**Given entries:**

▽

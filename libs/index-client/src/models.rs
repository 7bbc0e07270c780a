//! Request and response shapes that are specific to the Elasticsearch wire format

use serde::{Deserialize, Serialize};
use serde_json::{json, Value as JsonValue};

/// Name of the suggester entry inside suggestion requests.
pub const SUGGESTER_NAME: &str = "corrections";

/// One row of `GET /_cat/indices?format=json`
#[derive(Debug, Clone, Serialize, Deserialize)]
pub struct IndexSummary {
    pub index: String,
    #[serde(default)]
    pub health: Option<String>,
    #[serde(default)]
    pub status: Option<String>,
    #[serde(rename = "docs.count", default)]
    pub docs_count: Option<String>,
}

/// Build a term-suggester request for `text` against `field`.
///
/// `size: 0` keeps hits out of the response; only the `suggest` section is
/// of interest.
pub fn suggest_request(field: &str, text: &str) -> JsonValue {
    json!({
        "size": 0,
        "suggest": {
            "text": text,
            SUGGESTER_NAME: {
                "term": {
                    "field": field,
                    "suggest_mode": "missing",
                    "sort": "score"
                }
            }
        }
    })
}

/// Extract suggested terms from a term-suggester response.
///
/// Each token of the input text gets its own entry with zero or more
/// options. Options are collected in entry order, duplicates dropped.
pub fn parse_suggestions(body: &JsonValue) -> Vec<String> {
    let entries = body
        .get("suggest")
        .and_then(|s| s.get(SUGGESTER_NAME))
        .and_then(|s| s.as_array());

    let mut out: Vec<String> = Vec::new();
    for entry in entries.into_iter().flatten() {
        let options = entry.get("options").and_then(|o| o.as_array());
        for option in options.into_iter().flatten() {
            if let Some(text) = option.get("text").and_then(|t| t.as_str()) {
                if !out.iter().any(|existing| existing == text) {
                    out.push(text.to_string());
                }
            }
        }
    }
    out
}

△
▽

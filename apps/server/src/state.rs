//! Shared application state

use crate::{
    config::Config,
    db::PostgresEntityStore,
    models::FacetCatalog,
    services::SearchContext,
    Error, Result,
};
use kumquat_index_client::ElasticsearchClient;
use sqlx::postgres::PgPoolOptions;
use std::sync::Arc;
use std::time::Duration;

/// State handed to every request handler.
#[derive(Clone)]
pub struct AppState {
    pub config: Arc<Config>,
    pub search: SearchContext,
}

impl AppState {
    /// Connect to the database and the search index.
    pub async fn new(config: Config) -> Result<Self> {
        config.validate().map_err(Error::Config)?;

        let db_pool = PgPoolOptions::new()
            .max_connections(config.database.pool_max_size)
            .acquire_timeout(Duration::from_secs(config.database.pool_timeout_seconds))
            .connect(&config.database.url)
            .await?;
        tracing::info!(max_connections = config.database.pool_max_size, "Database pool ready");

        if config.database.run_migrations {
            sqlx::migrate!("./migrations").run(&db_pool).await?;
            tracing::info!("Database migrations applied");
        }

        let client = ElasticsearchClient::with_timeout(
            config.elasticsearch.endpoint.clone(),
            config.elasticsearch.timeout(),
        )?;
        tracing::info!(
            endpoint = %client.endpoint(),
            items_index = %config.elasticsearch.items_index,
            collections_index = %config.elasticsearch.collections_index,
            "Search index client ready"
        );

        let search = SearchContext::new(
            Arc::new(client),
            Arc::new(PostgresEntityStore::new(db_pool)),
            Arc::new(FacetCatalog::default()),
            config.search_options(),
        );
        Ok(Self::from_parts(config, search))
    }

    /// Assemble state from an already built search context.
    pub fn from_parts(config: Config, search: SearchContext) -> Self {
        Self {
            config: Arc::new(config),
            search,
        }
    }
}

△

**Task objective:** The string "PostgresEntityStore" marks the lines to copy; report each of them from the data above.

**Task solution:**
    db::PostgresEntityStore,
            Arc::new(PostgresEntityStore::new(db_pool)),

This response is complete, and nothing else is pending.